Let f(x)=sin(x)+cos(2x). Find a quadratic polynomial p(x) so that p(0)=f(0), p'(0)=f'(0) and p''(0)=f''(0).
Hello Velvet Love
First, find the derivatives of f(x)
It is f'(x) = cos(x)-2sin(2x) and
f''(x) = -sin(x) -4cos(2x)
p(x) should be quadratic, so
p(x) = ax^2+bx+c
In this excercise we have to find a,b,c and want to work with derivatives, so let's find p'(x) and p''(x) first
p'(x) = 2ax+b
p''(x) = 2a
( It should be p(0)=f(0), p'(0)=f'(0) and p''(0)=f''(0) )

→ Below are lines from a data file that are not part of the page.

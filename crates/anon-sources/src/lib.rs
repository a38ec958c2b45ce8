//! Remote repository providers
//!
//! The engine reads repositories exclusively through [`RepositoryProvider`].
//! [`github::GithubProvider`] talks to the GitHub REST API;
//! [`memory::MemoryProvider`] serves fixed content for tests and demos.

pub mod github;
pub mod memory;
pub mod provider;

pub use github::GithubProvider;
pub use memory::MemoryProvider;
pub use provider::RepositoryProvider;
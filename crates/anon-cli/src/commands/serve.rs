use anon_config::Config;
use anon_server::AnonServer;
use anyhow::Result;
use std::sync::Arc;

pub async fn handle(
    mut config: Config,
    host: Option<String>,
    port: Option<u16>,
    public_url: Option<String>,
) -> Result<()> {
    if let Some(host) = host {
        config.server.host = host;
    }
    if let Some(port) = port {
        config.server.port = port;
    }
    if public_url.is_some() {
        config.server.public_url = public_url;
    }

    let pipeline = Arc::new(super::build_pipeline(&config)?);

    println!(
        "Serving anonymized repositories on {}:{} (data: {})",
        config.server.host,
        config.server.port,
        config.storage.data_dir().display()
    );
    AnonServer::serve(pipeline, &config.server.host, config.server.port).await?;

    Ok(())
}
//! Core traits for cache coordination

mod metrics;
mod subscriber;

pub use metrics::{CacheMetrics, EvictionReason, NoopMetrics};
pub use subscriber::{ChannelSubscriber, NotifySet, Subscribe, SubscriberHandle};

#[cfg(feature = "metrics")]
pub use metrics::MetricsCrateAdapter;

#[cfg(feature = "tracing")]
pub use metrics::TracingMetrics;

I suggest we start with the second derivative, because p''(x) has only one unknown in it - the 'a'. p(x) contains a,b and c.
So
p''(0) = f''(0)
2a = -sin(0) -4cos(2*0)
2a = 0 -4cos(0)
2a = -4*1
=> a = -2.
So p'(x) = 2ax+b = 2*(-2)a+b
Now consider
p'(0) = f'(0) and solve for b.
then p(0) = f(0) and solve for c.
Done
Do you have some question on that?
Yours
Rapha